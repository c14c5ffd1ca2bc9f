//! Deployment settings: defaults, then an optional RON file, then `.env`
//! and `SCRAPE_*` environment variables.

use std::fs;
use std::io;
use std::path::{Path, PathBuf};
use std::str::FromStr;

use engine_logging::{engine_info, engine_warn};
use log::LevelFilter;
use scrape_engine::{EngineSettings, OversizePolicy};

#[derive(Debug, thiserror::Error)]
pub enum SettingsError {
    #[error("failed to read settings file {path:?}: {source}")]
    Read {
        path: PathBuf,
        #[source]
        source: io::Error,
    },
    #[error("failed to parse settings file {path:?}: {message}")]
    Parse { path: PathBuf, message: String },
    #[error("invalid value '{value}' for {name}: expected {expected}")]
    Invalid {
        name: &'static str,
        value: String,
        expected: &'static str,
    },
}

pub fn load_settings(path: Option<&Path>) -> Result<EngineSettings, SettingsError> {
    let mut settings = match path {
        Some(path) => read_settings_file(path)?,
        None => EngineSettings::default(),
    };

    // A missing .env is normal outside development.
    if let Ok(dotenv_path) = dotenvy::dotenv() {
        engine_info!("Loaded environment from {:?}", dotenv_path);
    }
    apply_env_overrides(&mut settings, |name| std::env::var(name).ok())?;
    Ok(settings)
}

pub fn read_settings_file(path: &Path) -> Result<EngineSettings, SettingsError> {
    let content = fs::read_to_string(path).map_err(|source| SettingsError::Read {
        path: path.to_path_buf(),
        source,
    })?;
    ron::from_str(&content).map_err(|err| SettingsError::Parse {
        path: path.to_path_buf(),
        message: err.to_string(),
    })
}

/// Applies `SCRAPE_*` overrides read through `lookup`. Unset variables leave
/// the current value alone.
pub fn apply_env_overrides<F>(settings: &mut EngineSettings, lookup: F) -> Result<(), SettingsError>
where
    F: Fn(&str) -> Option<String>,
{
    if let Some(v) = lookup("SCRAPE_BLOCK_PRIVATE_NETWORKS") {
        settings.block_private_networks = parse_bool("SCRAPE_BLOCK_PRIVATE_NETWORKS", &v)?;
        if !settings.block_private_networks {
            engine_warn!("Private network blocking is disabled");
        }
    }
    if let Some(v) = lookup("SCRAPE_TRUSTED_HOSTS") {
        settings.trusted_hosts = v
            .split(',')
            .map(str::trim)
            .filter(|h| !h.is_empty())
            .map(str::to_string)
            .collect();
    }
    if let Some(v) = lookup("SCRAPE_MAX_RESPONSE_BYTES") {
        settings.max_response_bytes = parse_number("SCRAPE_MAX_RESPONSE_BYTES", &v)?;
    }
    if let Some(v) = lookup("SCRAPE_CONNECT_TIMEOUT_MS") {
        settings.connect_timeout_ms = parse_number("SCRAPE_CONNECT_TIMEOUT_MS", &v)?;
    }
    if let Some(v) = lookup("SCRAPE_READ_TIMEOUT_MS") {
        settings.read_timeout_ms = parse_number("SCRAPE_READ_TIMEOUT_MS", &v)?;
    }
    if let Some(v) = lookup("SCRAPE_RETRY_BACKOFF_MS") {
        settings.retry_backoff_ms = parse_number("SCRAPE_RETRY_BACKOFF_MS", &v)?;
    }
    if let Some(v) = lookup("SCRAPE_RETRY_CLIENT_ERRORS") {
        settings.retry_client_errors = parse_bool("SCRAPE_RETRY_CLIENT_ERRORS", &v)?;
    }
    if let Some(v) = lookup("SCRAPE_OVERSIZE_POLICY") {
        settings.oversize_policy = match v.trim().to_ascii_lowercase().as_str() {
            "reject" => OversizePolicy::Reject,
            "truncate" => OversizePolicy::Truncate,
            _ => return Err(invalid("SCRAPE_OVERSIZE_POLICY", &v, "reject or truncate")),
        };
    }
    if let Some(v) = lookup("SCRAPE_EXPORTS_DIR") {
        settings.exports_dir = PathBuf::from(v);
    }
    if let Some(v) = lookup("SCRAPE_LOG_LEVEL") {
        log_level_from("SCRAPE_LOG_LEVEL", &v)?;
        settings.log_level = v.trim().to_string();
    }
    Ok(())
}

pub fn log_level(settings: &EngineSettings) -> Result<LevelFilter, SettingsError> {
    log_level_from("log_level", &settings.log_level)
}

fn log_level_from(name: &'static str, value: &str) -> Result<LevelFilter, SettingsError> {
    LevelFilter::from_str(value.trim())
        .map_err(|_| invalid(name, value, "off, error, warn, info, debug or trace"))
}

fn parse_bool(name: &'static str, value: &str) -> Result<bool, SettingsError> {
    match value.trim().to_ascii_lowercase().as_str() {
        "1" | "true" | "yes" | "on" => Ok(true),
        "0" | "false" | "no" | "off" => Ok(false),
        _ => Err(invalid(name, value, "a boolean")),
    }
}

fn parse_number(name: &'static str, value: &str) -> Result<u64, SettingsError> {
    value
        .trim()
        .parse()
        .map_err(|_| invalid(name, value, "a non-negative integer"))
}

fn invalid(name: &'static str, value: &str, expected: &'static str) -> SettingsError {
    SettingsError::Invalid {
        name,
        value: value.to_string(),
        expected,
    }
}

▶ _WORK REQUIRED_
Where a line in the records above includes the string "OversizePolicy", show it.

▶ _RESULT FOR THIS TASK_
use scrape_engine::{EngineSettings, OversizePolicy};
            "reject" => OversizePolicy::Reject,
            "truncate" => OversizePolicy::Truncate,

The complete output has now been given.